▸ Task objective
Return each line of the records below that contains the word "LittleEndian".

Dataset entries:
···
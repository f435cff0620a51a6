//! Codecs between the raw bytes of a field and its interpreted value.
//!
//! Every converter needs a resolved byte order and character encoding, even
//! when its field type ignores one of them. A missing one means the context
//! could not resolve it, which is reported as a conversion failure.
use std::io::Cursor;

use byteorder::{BigEndian, LittleEndian, ReadBytesExt, WriteBytesExt};
use encoding_rs::{Encoding, UTF_16BE, UTF_16LE};

use rcore::{BlockDescription, ByteOrder, FieldType, Flags, Interpreted};

use crate::error::{BlockError, Result};

pub const MAX_NUMERIC_BYTES: usize = 8;

pub trait FieldConverter {
    fn to_interpreted(
        &self,
        binary: &[u8],
        desc: &BlockDescription,
        byte_order: Option<ByteOrder>,
        encoding: Option<&'static Encoding>,
    ) -> Result<Interpreted>;

    fn to_binary(
        &self,
        value: &Interpreted,
        desc: &BlockDescription,
        byte_order: Option<ByteOrder>,
        encoding: Option<&'static Encoding>,
    ) -> Result<Vec<u8>>;
}

pub struct BinaryConverter;
pub struct UnsignedConverter;
pub struct SignedConverter;
pub struct StringConverter;
pub struct EnumeratedConverter;
pub struct FlagsConverter;

static BINARY: BinaryConverter = BinaryConverter;
static UNSIGNED: UnsignedConverter = UnsignedConverter;
static SIGNED: SignedConverter = SignedConverter;
static STRING: StringConverter = StringConverter;
static ENUMERATED: EnumeratedConverter = EnumeratedConverter;
static FLAGS: FlagsConverter = FlagsConverter;

pub fn converter_for(field_type: FieldType) -> &'static dyn FieldConverter {
    match field_type {
        FieldType::Binary => &BINARY,
        FieldType::UnsignedNumeric => &UNSIGNED,
        FieldType::SignedNumeric => &SIGNED,
        FieldType::String => &STRING,
        FieldType::Enumerated => &ENUMERATED,
        FieldType::Flags => &FLAGS,
    }
}

fn binary_error(desc: &BlockDescription, reason: impl Into<String>) -> BlockError {
    BlockError::BinaryConversion {
        id: desc.id.clone(),
        reason: reason.into(),
    }
}

fn interpreted_error(desc: &BlockDescription, reason: impl Into<String>) -> BlockError {
    BlockError::InterpretedConversion {
        id: desc.id.clone(),
        reason: reason.into(),
    }
}

fn resolved(
    byte_order: Option<ByteOrder>,
    encoding: Option<&'static Encoding>,
) -> std::result::Result<(ByteOrder, &'static Encoding), &'static str> {
    match (byte_order, encoding) {
        (Some(b), Some(e)) => Ok((b, e)),
        (None, _) => Err("byte order is not resolved"),
        (_, None) => Err("character encoding is not resolved"),
    }
}

fn numeric_width(desc: &BlockDescription) -> Result<usize> {
    match desc.max_size {
        Some(w) if w >= 1 && w as usize <= MAX_NUMERIC_BYTES => Ok(w as usize),
        Some(w) => Err(interpreted_error(
            desc,
            format!("numeric fields hold 1 to {} bytes, not {}", MAX_NUMERIC_BYTES, w),
        )),
        None => Err(interpreted_error(desc, "numeric field has no maximum size")),
    }
}

fn check_numeric_length(desc: &BlockDescription, len: usize) -> Result<()> {
    if len == 0 || len > MAX_NUMERIC_BYTES {
        return Err(binary_error(
            desc,
            format!("numeric fields hold 1 to {} bytes, not {}", MAX_NUMERIC_BYTES, len),
        ));
    }
    Ok(())
}

impl FieldConverter for BinaryConverter {
    fn to_interpreted(
        &self,
        binary: &[u8],
        desc: &BlockDescription,
        byte_order: Option<ByteOrder>,
        encoding: Option<&'static Encoding>,
    ) -> Result<Interpreted> {
        resolved(byte_order, encoding).map_err(|e| binary_error(desc, e))?;
        Ok(Interpreted::Binary(binary.to_vec()))
    }

    fn to_binary(
        &self,
        value: &Interpreted,
        desc: &BlockDescription,
        byte_order: Option<ByteOrder>,
        encoding: Option<&'static Encoding>,
    ) -> Result<Vec<u8>> {
        resolved(byte_order, encoding).map_err(|e| interpreted_error(desc, e))?;
        match value {
            Interpreted::Binary(x) => Ok(x.clone()),
            x => Err(interpreted_error(desc, format!("not a binary value: {:?}", x))),
        }
    }
}

impl FieldConverter for UnsignedConverter {
    fn to_interpreted(
        &self,
        binary: &[u8],
        desc: &BlockDescription,
        byte_order: Option<ByteOrder>,
        encoding: Option<&'static Encoding>,
    ) -> Result<Interpreted> {
        let (order, _) = resolved(byte_order, encoding).map_err(|e| binary_error(desc, e))?;
        check_numeric_length(desc, binary.len())?;

        let mut rdr = Cursor::new(binary);
        let value = match order {
            ByteOrder::BigEndian => rdr.read_uint::<BigEndian>(binary.len()),
            ByteOrder::LittleEndian => rdr.read_uint::<LittleEndian>(binary.len()),
        }
        .map_err(|e| binary_error(desc, e.to_string()))?;

        if value > i64::MAX as u64 {
            return Err(binary_error(
                desc,
                format!("{} is negative as a signed 64 bit value", value as i64),
            ));
        }
        Ok(Interpreted::Unsigned(value))
    }

    fn to_binary(
        &self,
        value: &Interpreted,
        desc: &BlockDescription,
        byte_order: Option<ByteOrder>,
        encoding: Option<&'static Encoding>,
    ) -> Result<Vec<u8>> {
        let (order, _) = resolved(byte_order, encoding).map_err(|e| interpreted_error(desc, e))?;
        let width = numeric_width(desc)?;

        let value = match value {
            Interpreted::Unsigned(x) => *x,
            Interpreted::Signed(x) if *x >= 0 => *x as u64,
            x => return Err(interpreted_error(desc, format!("not an unsigned value: {:?}", x))),
        };

        let fits = if width == MAX_NUMERIC_BYTES {
            value <= i64::MAX as u64
        } else {
            value >> (width * 8) == 0
        };
        if !fits {
            return Err(interpreted_error(
                desc,
                format!("{} does not fit into {} bytes", value, width),
            ));
        }

        let mut wtr = Vec::with_capacity(width);
        match order {
            ByteOrder::BigEndian => wtr.write_uint::<BigEndian>(value, width),
            ByteOrder::LittleEndian => wtr.write_uint::<LittleEndian>(value, width),
        }
        .map_err(|e| interpreted_error(desc, e.to_string()))?;
        Ok(wtr)
    }
}

impl FieldConverter for SignedConverter {
    fn to_interpreted(
        &self,
        binary: &[u8],
        desc: &BlockDescription,
        byte_order: Option<ByteOrder>,
        encoding: Option<&'static Encoding>,
    ) -> Result<Interpreted> {
        let (order, _) = resolved(byte_order, encoding).map_err(|e| binary_error(desc, e))?;
        check_numeric_length(desc, binary.len())?;

        let mut rdr = Cursor::new(binary);
        let value = match order {
            ByteOrder::BigEndian => rdr.read_int::<BigEndian>(binary.len()),
            ByteOrder::LittleEndian => rdr.read_int::<LittleEndian>(binary.len()),
        }
        .map_err(|e| binary_error(desc, e.to_string()))?;

        Ok(Interpreted::Signed(value))
    }

    fn to_binary(
        &self,
        value: &Interpreted,
        desc: &BlockDescription,
        byte_order: Option<ByteOrder>,
        encoding: Option<&'static Encoding>,
    ) -> Result<Vec<u8>> {
        let (order, _) = resolved(byte_order, encoding).map_err(|e| interpreted_error(desc, e))?;
        let width = numeric_width(desc)?;

        let value = match value {
            Interpreted::Signed(x) => *x,
            Interpreted::Unsigned(x) if *x <= i64::MAX as u64 => *x as i64,
            x => return Err(interpreted_error(desc, format!("not a signed value: {:?}", x))),
        };

        if width < MAX_NUMERIC_BYTES {
            let bound = 1i64 << (width * 8 - 1);
            if value < -bound || value >= bound {
                return Err(interpreted_error(
                    desc,
                    format!("{} does not fit into {} bytes", value, width),
                ));
            }
        }

        let mut wtr = Vec::with_capacity(width);
        match order {
            ByteOrder::BigEndian => wtr.write_int::<BigEndian>(value, width),
            ByteOrder::LittleEndian => wtr.write_int::<LittleEndian>(value, width),
        }
        .map_err(|e| interpreted_error(desc, e.to_string()))?;
        Ok(wtr)
    }
}

impl FieldConverter for StringConverter {
    fn to_interpreted(
        &self,
        binary: &[u8],
        desc: &BlockDescription,
        byte_order: Option<ByteOrder>,
        encoding: Option<&'static Encoding>,
    ) -> Result<Interpreted> {
        let (_, encoding) = resolved(byte_order, encoding).map_err(|e| binary_error(desc, e))?;

        // Malformed sequences come out as replacement characters
        let (text, _, _) = encoding.decode(binary);
        let mut text = text.into_owned();

        let terminator = desc
            .field
            .as_ref()
            .and_then(|f| f.termination_character);
        if let Some(idx) = terminator.and_then(|t| text.find(t)) {
            text.truncate(idx);
        }

        Ok(Interpreted::String(text))
    }

    fn to_binary(
        &self,
        value: &Interpreted,
        desc: &BlockDescription,
        byte_order: Option<ByteOrder>,
        encoding: Option<&'static Encoding>,
    ) -> Result<Vec<u8>> {
        let (_, encoding) = resolved(byte_order, encoding).map_err(|e| interpreted_error(desc, e))?;

        let text = match value {
            Interpreted::String(x) | Interpreted::Enumerated(x) => x,
            x => return Err(interpreted_error(desc, format!("not a string value: {:?}", x))),
        };

        // encoding_rs only encodes into UTF-8 for the UTF-16 family
        if encoding == UTF_16LE {
            return Ok(text.encode_utf16().flat_map(|u| u.to_le_bytes()).collect());
        }
        if encoding == UTF_16BE {
            return Ok(text.encode_utf16().flat_map(|u| u.to_be_bytes()).collect());
        }

        let (bytes, _, unmappable) = encoding.encode(text);
        if unmappable {
            return Err(interpreted_error(
                desc,
                format!("{:?} is not representable in {}", text, encoding.name()),
            ));
        }
        Ok(bytes.into_owned())
    }
}

impl FieldConverter for EnumeratedConverter {
    fn to_interpreted(
        &self,
        binary: &[u8],
        desc: &BlockDescription,
        byte_order: Option<ByteOrder>,
        encoding: Option<&'static Encoding>,
    ) -> Result<Interpreted> {
        resolved(byte_order, encoding).map_err(|e| binary_error(desc, e))?;
        let props = desc
            .field
            .as_ref()
            .ok_or_else(|| binary_error(desc, "not a field"))?;

        if let Some((name, _)) = props.enumerated.iter().find(|(_, b)| b[..] == *binary) {
            return Ok(Interpreted::Enumerated(name.clone()));
        }

        // Unknown values are not an error, they read as the default
        Ok(props
            .default_value
            .clone()
            .unwrap_or_else(|| Interpreted::Binary(binary.to_vec())))
    }

    fn to_binary(
        &self,
        value: &Interpreted,
        desc: &BlockDescription,
        byte_order: Option<ByteOrder>,
        encoding: Option<&'static Encoding>,
    ) -> Result<Vec<u8>> {
        resolved(byte_order, encoding).map_err(|e| interpreted_error(desc, e))?;
        let props = desc
            .field
            .as_ref()
            .ok_or_else(|| interpreted_error(desc, "not a field"))?;

        let name = match value {
            Interpreted::Enumerated(x) | Interpreted::String(x) => x,
            x => return Err(interpreted_error(desc, format!("not an enumerated value: {:?}", x))),
        };

        props
            .enumerated
            .iter()
            .find(|(n, _)| n == name)
            .map(|(_, b)| b.clone())
            .ok_or_else(|| interpreted_error(desc, format!("unknown enumerated value {:?}", name)))
    }
}

impl FieldConverter for FlagsConverter {
    fn to_interpreted(
        &self,
        binary: &[u8],
        desc: &BlockDescription,
        byte_order: Option<ByteOrder>,
        encoding: Option<&'static Encoding>,
    ) -> Result<Interpreted> {
        resolved(byte_order, encoding).map_err(|e| binary_error(desc, e))?;
        let spec = desc
            .field
            .as_ref()
            .and_then(|f| f.flag_specification.clone())
            .ok_or_else(|| binary_error(desc, "no flag specification"))?;

        let byte_length = spec.byte_length();
        Flags::from_bytes(spec, binary)
            .map(Interpreted::Flags)
            .ok_or_else(|| {
                binary_error(
                    desc,
                    format!("{} bytes exceed the {} flag bytes", binary.len(), byte_length),
                )
            })
    }

    fn to_binary(
        &self,
        value: &Interpreted,
        desc: &BlockDescription,
        byte_order: Option<ByteOrder>,
        encoding: Option<&'static Encoding>,
    ) -> Result<Vec<u8>> {
        resolved(byte_order, encoding).map_err(|e| interpreted_error(desc, e))?;
        match value {
            Interpreted::Flags(flags) => Ok(flags.as_bytes().to_vec()),
            x => Err(interpreted_error(desc, format!("not a flags value: {:?}", x))),
        }
    }
}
···
▸ Result of this exercise
use byteorder::{BigEndian, LittleEndian, ReadBytesExt, WriteBytesExt};
            ByteOrder::LittleEndian => rdr.read_uint::<LittleEndian>(binary.len()),
            ByteOrder::LittleEndian => wtr.write_uint::<LittleEndian>(value, width),
            ByteOrder::LittleEndian => rdr.read_int::<LittleEndian>(binary.len()),
            ByteOrder::LittleEndian => wtr.write_int::<LittleEndian>(value, width),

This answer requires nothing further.